The input:
-.-.-

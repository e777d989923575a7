//! Error types for the invocation harness.

use thiserror::Error;

/// Errors that stop the harness before a handler is dispatched.
#[derive(Error, Debug)]
pub enum HarnessError {
    /// The input stream did not contain a parseable JSON document.
    #[error("Invalid input JSON: {0}")]
    MalformedPayload(#[from] serde_json::Error),

    /// The handler reference is malformed or names nothing registered.
    #[error("Invalid handler reference `{reference}`: {reason}")]
    InvalidHandlerReference { reference: String, reason: String },

    /// Neither an input file nor piped stdin was provided.
    #[error("You must provide input via the --input flag or piped via stdin.")]
    MissingInput,

    /// The input source could not be read.
    #[error("Couldn't read input: {0}")]
    Input(#[from] std::io::Error),
}

impl HarnessError {
    pub(crate) fn invalid_reference(reference: impl Into<String>, reason: impl Into<String>) -> Self {
        Self::InvalidHandlerReference {
            reference: reference.into(),
            reason: reason.into(),
        }
    }
}

/// Breaches of the single-completion protocol.
///
/// These are reported as warnings and never abort the invocation.
#[derive(Error, Debug, Clone, Copy, PartialEq, Eq)]
pub enum ProtocolViolation {
    /// A completion signal arrived after the invocation had already completed.
    #[error("completion was signaled more than once; the later signal was ignored")]
    DuplicateCompletion,

    /// Every completion handle was dropped without signaling.
    #[error("handler finished without signaling completion")]
    NeverCompleted,
}

/// Result type for harness operations.
pub type HarnessResult<T> = Result<T, HarnessError>;
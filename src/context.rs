//! The per-invocation context handed to handlers.

use std::{
    fmt,
    future::Future,
    sync::{Arc, Mutex},
    time::Duration,
};

use chrono::{DateTime, Utc};
use serde::{Deserialize, Serialize};
use serde_json::Value;
use tokio::{task::JoinHandle, time::Instant};
use tokio_util::task::TaskTracker;
use uuid::Uuid;

use crate::{
    completion::{CompletionSender, CompletionSignal},
    loader::InvocationParams,
    logs::{ContextLogger, LogStream, SharedLogStream, DEFAULT_LOG_CAPACITY},
};

/// Platform identity settings shared by every invocation of a run.
#[derive(Debug, Clone)]
pub struct ContextOptions {
    pub region: String,
    pub account_id: String,
    pub function_version: String,
    /// Whether outstanding work is awaited after completion.
    pub callback_waits_for_empty_event_loop: bool,
    /// Byte budget for the context logger.
    pub log_capacity: usize,
}

impl Default for ContextOptions {
    fn default() -> Self {
        Self {
            region: "us-east-1".to_string(),
            account_id: "123456789012".to_string(),
            function_version: "$LATEST".to_string(),
            callback_waits_for_empty_event_loop: true,
            log_capacity: DEFAULT_LOG_CAPACITY,
        }
    }
}

/// Static identity fields, computed once when the context is built.
#[derive(Debug, Clone, PartialEq, Serialize, Deserialize)]
#[serde(rename_all = "camelCase")]
pub struct ContextMetadata {
    pub function_name: Option<String>,
    pub function_version: String,
    #[serde(rename = "memoryLimitInMB")]
    pub memory_limit_in_mb: Option<u32>,
    pub timeout: Option<u64>,
    pub aws_request_id: String,
    pub log_group_name: String,
    pub log_stream_name: String,
    pub invoked_function_arn: String,
    pub identity: Option<Value>,
    pub client_context: Option<Value>,
    pub callback_waits_for_empty_event_loop: bool,
    pub started_at: DateTime<Utc>,
}

impl ContextMetadata {
    pub fn new(params: &InvocationParams, options: &ContextOptions) -> Self {
        let request_id = Uuid::new_v4();
        let started_at = Utc::now();
        let name = params.function_name.as_deref().unwrap_or_default();

        Self {
            function_name: params.function_name.clone(),
            function_version: options.function_version.clone(),
            memory_limit_in_mb: params.memory_limit_in_mb,
            timeout: params.timeout_seconds,
            aws_request_id: request_id.to_string(),
            log_group_name: format!("/aws/lambda/{name}"),
            log_stream_name: format!(
                "{}/[{}]{}",
                started_at.format("%Y/%m/%d"),
                options.function_version,
                request_id.simple()
            ),
            invoked_function_arn: format!(
                "arn:aws:lambda:{}:{}:function:{name}",
                options.region, options.account_id
            ),
            identity: None,
            client_context: None,
            callback_waits_for_empty_event_loop: options.callback_waits_for_empty_event_loop,
            started_at,
        }
    }

    /// The wall-clock instant the emulated timeout expires.
    pub fn deadline(&self) -> Option<DateTime<Utc>> {
        let timeout = chrono::TimeDelta::try_seconds(i64::try_from(self.timeout?).ok()?)?;
        self.started_at.checked_add_signed(timeout)
    }
}

/// What a handler sees of its invocation.
///
/// Clones refer to the same invocation: completing through any of them
/// completes the invocation, and only the first completion counts.
#[derive(Debug, Clone)]
pub struct InvocationContext {
    metadata: Arc<ContextMetadata>,
    started_at: Instant,
    completion: CompletionSender,
    tracker: TaskTracker,
    logs: SharedLogStream,
}

impl InvocationContext {
    pub(crate) fn new(
        params: &InvocationParams,
        options: &ContextOptions,
        completion: CompletionSender,
    ) -> Self {
        Self {
            metadata: Arc::new(ContextMetadata::new(params, options)),
            started_at: Instant::now(),
            completion,
            tracker: TaskTracker::new(),
            logs: Arc::new(Mutex::new(LogStream::with_capacity(options.log_capacity))),
        }
    }

    pub fn metadata(&self) -> &ContextMetadata {
        &self.metadata
    }

    pub fn function_name(&self) -> Option<&str> {
        self.metadata.function_name.as_deref()
    }

    pub fn memory_limit_in_mb(&self) -> Option<u32> {
        self.metadata.memory_limit_in_mb
    }

    pub fn aws_request_id(&self) -> &str {
        &self.metadata.aws_request_id
    }

    pub fn invoked_function_arn(&self) -> &str {
        &self.metadata.invoked_function_arn
    }

    /// Time left before the emulated timeout; zero once it has passed or when
    /// no timeout was given. Advisory only, nothing is cancelled at zero.
    pub fn remaining_time(&self) -> Duration {
        self.remaining_time_at(Instant::now())
    }

    pub fn remaining_time_in_millis(&self) -> u64 {
        u64::try_from(self.remaining_time().as_millis()).unwrap_or(u64::MAX)
    }

    fn remaining_time_at(&self, now: Instant) -> Duration {
        let Some(timeout) = self.metadata.timeout.map(Duration::from_secs) else {
            return Duration::ZERO;
        };
        timeout.saturating_sub(now.saturating_duration_since(self.started_at))
    }

    pub fn succeed<T: Serialize>(&self, value: T) {
        let _ = self.completion.complete(CompletionSignal::success(value));
    }

    pub fn fail(&self, error: impl fmt::Display) {
        let _ = self.completion.complete(CompletionSignal::failure(error));
    }

    /// Legacy combined form of [`succeed`](Self::succeed) and [`fail`](Self::fail).
    pub fn done<T, E>(&self, result: Result<T, E>)
    where
        T: Serialize,
        E: fmt::Display,
    {
        match result {
            Ok(value) => self.succeed(value),
            Err(error) => self.fail(error),
        }
    }

    /// Runs `future` as background work of this invocation. It counts as
    /// pending work when the context waits for an empty event loop.
    pub fn spawn<F>(&self, future: F) -> JoinHandle<F::Output>
    where
        F: Future + Send + 'static,
        F::Output: Send + 'static,
    {
        self.tracker.spawn(future)
    }

    pub fn log(&self, message: impl AsRef<str>) {
        self.logger().log(message);
    }

    pub fn logger(&self) -> ContextLogger {
        ContextLogger::new(self.logs.clone())
    }

    pub(crate) fn completion(&self) -> &CompletionSender {
        &self.completion
    }

    pub(crate) fn tracker(&self) -> &TaskTracker {
        &self.tracker
    }

    pub(crate) fn log_stream(&self) -> &SharedLogStream {
        &self.logs
    }

    pub(crate) fn shared_metadata(&self) -> Arc<ContextMetadata> {
        self.metadata.clone()
    }

    pub(crate) fn started_at(&self) -> Instant {
        self.started_at
    }
}
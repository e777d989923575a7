//! The at-most-once completion channel shared by every completion path.

use std::{
    fmt,
    sync::{Arc, Mutex, PoisonError},
};

use serde::{Deserialize, Serialize};
use serde_json::Value;
use tokio::sync::oneshot;
use tracing::warn;

use crate::error::ProtocolViolation;

/// The outcome of an invocation.
#[derive(Debug, Clone, PartialEq, Serialize, Deserialize)]
#[serde(tag = "status", content = "value", rename_all = "snake_case")]
pub enum CompletionSignal {
    Success(Value),
    Failure(String),
}

impl CompletionSignal {
    /// A success carrying `value`, or a failure if it does not serialize.
    pub fn success<T: Serialize>(value: T) -> Self {
        match serde_json::to_value(value) {
            Ok(value) => Self::Success(value),
            Err(e) => Self::Failure(format!("Couldn't serialize handler output: {e}")),
        }
    }

    /// A failure described by `error`, including its cause chain when the
    /// error carries one.
    pub fn failure(error: impl fmt::Display) -> Self {
        Self::Failure(format!("{error:#}"))
    }
}

/// Renders the framed outcome line, without the trailing newline.
///
/// Single-line strings are written raw. Strings spanning several lines are
/// written as escaped JSON strings so the outcome stays on one line, and any
/// other value is written as compact JSON.
impl fmt::Display for CompletionSignal {
    fn fmt(&self, f: &mut fmt::Formatter<'_>) -> fmt::Result {
        match self {
            Self::Success(Value::String(text)) => write!(f, "output: {}", OneLine(text)),
            Self::Success(value) => write!(f, "output: {value}"),
            Self::Failure(error) => write!(f, "fail: {}", OneLine(error)),
        }
    }
}

struct OneLine<'a>(&'a str);

impl fmt::Display for OneLine<'_> {
    fn fmt(&self, f: &mut fmt::Formatter<'_>) -> fmt::Result {
        if self.0.contains(['\n', '\r']) {
            write!(f, "{}", Value::from(self.0))
        } else {
            f.write_str(self.0)
        }
    }
}

/// Write side of the channel. Clones share a single slot; the first
/// [`complete`](Self::complete) takes it and every later call is a
/// [`ProtocolViolation::DuplicateCompletion`].
#[derive(Debug, Clone)]
pub(crate) struct CompletionSender {
    slot: Arc<Mutex<Option<oneshot::Sender<CompletionSignal>>>>,
}

impl CompletionSender {
    pub(crate) fn complete(&self, signal: CompletionSignal) -> Result<(), ProtocolViolation> {
        let sender = self
            .slot
            .lock()
            .unwrap_or_else(PoisonError::into_inner)
            .take();

        // A closed receiver means the engine already settled on another outcome.
        match sender.map(|sender| sender.send(signal)) {
            Some(Ok(())) => Ok(()),
            Some(Err(_)) | None => {
                let violation = ProtocolViolation::DuplicateCompletion;
                warn!(%violation);
                Err(violation)
            }
        }
    }
}

pub(crate) type CompletionReceiver = oneshot::Receiver<CompletionSignal>;

pub(crate) fn channel() -> (CompletionSender, CompletionReceiver) {
    let (sender, receiver) = oneshot::channel();
    let sender = CompletionSender {
        slot: Arc::new(Mutex::new(Some(sender))),
    };
    (sender, receiver)
}

/// The completion callback handed to three-argument handlers.
#[derive(Debug, Clone)]
pub struct Done {
    sender: CompletionSender,
}

impl Done {
    pub(crate) fn new(sender: CompletionSender) -> Self {
        Self { sender }
    }

    /// Signals completion: `Err` is a failure, `Ok` a success.
    pub fn call<T, E>(&self, result: Result<T, E>)
    where
        T: Serialize,
        E: fmt::Display,
    {
        let signal = match result {
            Ok(value) => CompletionSignal::success(value),
            Err(error) => CompletionSignal::failure(error),
        };
        let _ = self.sender.complete(signal);
    }

    pub fn ok<T: Serialize>(&self, value: T) {
        let _ = self.sender.complete(CompletionSignal::success(value));
    }

    pub fn err(&self, error: impl fmt::Display) {
        let _ = self.sender.complete(CompletionSignal::failure(error));
    }
}

#[cfg(test)]
mod tests {
    use super::*;
    use serde_json::json;

    #[test]
    fn test_render_string_success_raw() {
        assert_eq!(CompletionSignal::success("ok").to_string(), "output: ok");
    }

    #[test]
    fn test_render_object_success_compact() {
        let signal = CompletionSignal::success(json!({"ok": true}));
        assert_eq!(signal.to_string(), r#"output: {"ok":true}"#);
    }

    #[test]
    fn test_render_failure() {
        assert_eq!(CompletionSignal::failure("boom").to_string(), "fail: boom");
    }

    #[test]
    fn test_render_multiline_stays_on_one_line() {
        let success = CompletionSignal::success("line1\nline2").to_string();
        assert_eq!(success, r#"output: "line1\nline2""#);
        assert_eq!(success.lines().count(), 1);

        let failure = CompletionSignal::failure("first\r\nsecond").to_string();
        assert_eq!(failure, r#"fail: "first\r\nsecond""#);
        assert_eq!(failure.lines().count(), 1);
    }

    #[test]
    fn test_failure_keeps_cause_chain() {
        let error = anyhow::anyhow!("root cause").context("outer");
        assert_eq!(
            CompletionSignal::failure(error).to_string(),
            "fail: outer: root cause"
        );

        let (sender, mut receiver) = channel();
        Done::new(sender).call(Err::<(), _>(anyhow::anyhow!("root cause").context("outer")));
        assert_eq!(
            receiver.try_recv().unwrap(),
            CompletionSignal::Failure("outer: root cause".to_string())
        );
    }

    #[test]
    fn test_first_signal_wins() {
        let (sender, mut receiver) = channel();
        let other = sender.clone();

        assert!(sender.complete(CompletionSignal::success("first")).is_ok());
        assert_eq!(
            other.complete(CompletionSignal::failure("second")),
            Err(ProtocolViolation::DuplicateCompletion)
        );
        assert_eq!(receiver.try_recv().unwrap(), CompletionSignal::success("first"));
    }

    #[test]
    fn test_dropping_every_sender_closes_channel() {
        let (sender, mut receiver) = channel();
        let done = Done::new(sender.clone());
        drop(sender);
        drop(done);

        assert!(matches!(
            receiver.try_recv(),
            Err(oneshot::error::TryRecvError::Closed)
        ));
    }

    #[test]
    fn test_done_call() {
        let (sender, mut receiver) = channel();
        Done::new(sender).call(Err::<(), _>(anyhow::anyhow!("x")));
        assert_eq!(receiver.try_recv().unwrap(), CompletionSignal::failure("x"));

        let (sender, mut receiver) = channel();
        Done::new(sender).call(Ok::<_, String>(json!({"ok": true})));
        assert_eq!(
            receiver.try_recv().unwrap(),
            CompletionSignal::Success(json!({"ok": true}))
        );
    }

    #[test]
    fn test_signal_json_shape() {
        let json = serde_json::to_value(CompletionSignal::failure("boom")).unwrap();
        assert_eq!(json, json!({"status": "failure", "value": "boom"}));
    }
}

-.-.-

Task to complete: In the entries above, the lines from the one bearing "self.tracker.spawn(future)" up to and including the one bearing "pub(crate) fn started_at(&self)" should be transcribed exactly; no other line is wanted.

Answer for this exercise:
        self.tracker.spawn(future)
    }

    pub fn log(&self, message: impl AsRef<str>) {
        self.logger().log(message);
    }

    pub fn logger(&self) -> ContextLogger {
        ContextLogger::new(self.logs.clone())
    }

    pub(crate) fn completion(&self) -> &CompletionSender {
        &self.completion
    }

    pub(crate) fn tracker(&self) -> &TaskTracker {
        &self.tracker
    }

    pub(crate) fn log_stream(&self) -> &SharedLogStream {
        &self.logs
    }

    pub(crate) fn shared_metadata(&self) -> Arc<ContextMetadata> {
        self.metadata.clone()
    }

    pub(crate) fn started_at(&self) -> Instant {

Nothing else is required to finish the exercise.